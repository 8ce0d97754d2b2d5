use crate::error::TransportError;
use crate::transport::{TransportConfig, TransportEvent};
use async_trait::async_trait;
use bytes::Bytes;
use duplex_core::IceCandidate;
use std::sync::Arc;
use tokio::sync::mpsc;

#[derive(Debug, Clone, Copy, PartialEq, Eq)]
pub enum SdpKind {
    Offer,
    Answer,
}

/// One direct connection to the peer. Callbacks (local candidates, state
/// changes, incoming data) arrive as [`TransportEvent`]s on the channel the
/// transport was created with.
#[async_trait]
pub trait PeerTransport: Send + Sync {
    /// Creates an offer and installs it as the local description.
    async fn create_local_offer(&self) -> Result<String, TransportError>;

    /// Creates an answer to the applied remote offer and installs it locally.
    async fn create_local_answer(&self) -> Result<String, TransportError>;

    async fn set_remote_description(&self, kind: SdpKind, sdp: String)
    -> Result<(), TransportError>;

    async fn add_remote_candidate(&self, candidate: IceCandidate) -> Result<(), TransportError>;

    /// `false` when there is no open data channel to send on.
    async fn send_data(&self, data: Bytes) -> bool;

    async fn close(&self);
}

#[async_trait]
pub trait TransportFactory: Send + Sync {
    /// `open_data_channel` is set on the calling side, which owns the channel.
    async fn create(
        &self,
        config: &TransportConfig,
        open_data_channel: bool,
        events: mpsc::Sender<TransportEvent>,
    ) -> Result<Arc<dyn PeerTransport>, TransportError>;
}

• • • • •

All of the material above needs to be copied exactly.

repository 8ce0d97754d2b2d5
use crate::error::TransportError;
use crate::transport::{TransportConfig, TransportEvent};
use async_trait::async_trait;
use bytes::Bytes;
use duplex_core::IceCandidate;
use std::sync::Arc;
use tokio::sync::mpsc;

#[derive(Debug, Clone, Copy, PartialEq, Eq)]
pub enum SdpKind {
    Offer,
    Answer,
}

/// One direct connection to the peer. Callbacks (local candidates, state
/// changes, incoming data) arrive as [`TransportEvent`]s on the channel the
/// transport was created with.
#[async_trait]
pub trait PeerTransport: Send + Sync {
    /// Creates an offer and installs it as the local description.
    async fn create_local_offer(&self) -> Result<String, TransportError>;

    /// Creates an answer to the applied remote offer and installs it locally.
    async fn create_local_answer(&self) -> Result<String, TransportError>;

    async fn set_remote_description(&self, kind: SdpKind, sdp: String)
    -> Result<(), TransportError>;

    async fn add_remote_candidate(&self, candidate: IceCandidate) -> Result<(), TransportError>;

    /// `false` when there is no open data channel to send on.
    async fn send_data(&self, data: Bytes) -> bool;

    async fn close(&self);
}

#[async_trait]
pub trait TransportFactory: Send + Sync {
    /// `open_data_channel` is set on the calling side, which owns the channel.
    async fn create(
        &self,
        config: &TransportConfig,
        open_data_channel: bool,
        events: mpsc::Sender<TransportEvent>,
    ) -> Result<Arc<dyn PeerTransport>, TransportError>;
}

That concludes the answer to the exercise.